## PROBLEM TO SOLVE
Output the line that contains "#[sea_orm(primary_key)]" and each line after it in the listing, exactly as they appear, through the very last line.

## DATA
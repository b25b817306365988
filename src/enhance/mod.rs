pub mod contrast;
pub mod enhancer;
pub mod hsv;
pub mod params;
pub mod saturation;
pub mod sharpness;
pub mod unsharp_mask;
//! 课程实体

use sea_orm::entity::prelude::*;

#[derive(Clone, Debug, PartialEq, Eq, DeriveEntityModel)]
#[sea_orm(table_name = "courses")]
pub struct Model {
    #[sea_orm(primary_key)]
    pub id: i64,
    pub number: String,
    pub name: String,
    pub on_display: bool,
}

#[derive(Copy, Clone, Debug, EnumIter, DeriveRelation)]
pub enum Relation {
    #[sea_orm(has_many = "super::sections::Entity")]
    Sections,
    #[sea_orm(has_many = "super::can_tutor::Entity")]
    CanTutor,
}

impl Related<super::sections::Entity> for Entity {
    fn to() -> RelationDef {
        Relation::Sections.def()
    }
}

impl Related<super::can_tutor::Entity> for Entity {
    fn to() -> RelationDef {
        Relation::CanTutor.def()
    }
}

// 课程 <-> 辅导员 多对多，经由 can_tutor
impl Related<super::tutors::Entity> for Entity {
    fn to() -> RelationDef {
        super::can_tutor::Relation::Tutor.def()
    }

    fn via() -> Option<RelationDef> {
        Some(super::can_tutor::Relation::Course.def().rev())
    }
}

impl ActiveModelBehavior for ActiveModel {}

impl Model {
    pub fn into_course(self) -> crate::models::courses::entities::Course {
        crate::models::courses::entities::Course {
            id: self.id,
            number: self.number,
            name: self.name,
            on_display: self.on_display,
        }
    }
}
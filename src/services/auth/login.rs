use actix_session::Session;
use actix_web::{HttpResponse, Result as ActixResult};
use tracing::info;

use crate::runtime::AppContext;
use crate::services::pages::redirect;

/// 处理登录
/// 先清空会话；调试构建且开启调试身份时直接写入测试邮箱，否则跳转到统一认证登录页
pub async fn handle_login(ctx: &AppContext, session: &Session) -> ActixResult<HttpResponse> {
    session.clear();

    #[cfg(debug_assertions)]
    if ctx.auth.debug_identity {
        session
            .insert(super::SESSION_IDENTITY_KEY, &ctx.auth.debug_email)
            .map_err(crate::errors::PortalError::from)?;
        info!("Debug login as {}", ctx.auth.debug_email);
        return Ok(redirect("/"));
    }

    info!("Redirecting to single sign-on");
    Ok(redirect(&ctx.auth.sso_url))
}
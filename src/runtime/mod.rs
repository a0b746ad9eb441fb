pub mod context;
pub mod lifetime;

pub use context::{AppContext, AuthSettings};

## FINAL ANSWER
    #[sea_orm(primary_key)]
    pub id: i64,
    pub number: String,
    pub name: String,
    pub on_display: bool,
}

#[derive(Copy, Clone, Debug, EnumIter, DeriveRelation)]
pub enum Relation {
    #[sea_orm(has_many = "super::sections::Entity")]
    Sections,
    #[sea_orm(has_many = "super::can_tutor::Entity")]
    CanTutor,
}

impl Related<super::sections::Entity> for Entity {
    fn to() -> RelationDef {
        Relation::Sections.def()
    }
}

impl Related<super::can_tutor::Entity> for Entity {
    fn to() -> RelationDef {
        Relation::CanTutor.def()
    }
}

// 课程 <-> 辅导员 多对多，经由 can_tutor
impl Related<super::tutors::Entity> for Entity {
    fn to() -> RelationDef {
        super::can_tutor::Relation::Tutor.def()
    }

    fn via() -> Option<RelationDef> {
        Some(super::can_tutor::Relation::Course.def().rev())
    }
}

impl ActiveModelBehavior for ActiveModel {}

impl Model {
    pub fn into_course(self) -> crate::models::courses::entities::Course {
        crate::models::courses::entities::Course {
            id: self.id,
            number: self.number,
            name: self.name,
            on_display: self.on_display,
        }
    }
}
filename src/services/auth/login.rs
use actix_session::Session;
use actix_web::{HttpResponse, Result as ActixResult};
use tracing::info;

use crate::runtime::AppContext;
use crate::services::pages::redirect;

/// 处理登录
/// 先清空会话；调试构建且开启调试身份时直接写入测试邮箱，否则跳转到统一认证登录页
pub async fn handle_login(ctx: &AppContext, session: &Session) -> ActixResult<HttpResponse> {
    session.clear();

    #[cfg(debug_assertions)]
    if ctx.auth.debug_identity {
        session
            .insert(super::SESSION_IDENTITY_KEY, &ctx.auth.debug_email)
            .map_err(crate::errors::PortalError::from)?;
        info!("Debug login as {}", ctx.auth.debug_email);
        return Ok(redirect("/"));
    }

    info!("Redirecting to single sign-on");
    Ok(redirect(&ctx.auth.sso_url))
}
filename src/runtime/mod.rs
repository a0b746ad9eb441fb
pub mod context;
pub mod lifetime;

pub use context::{AppContext, AuthSettings};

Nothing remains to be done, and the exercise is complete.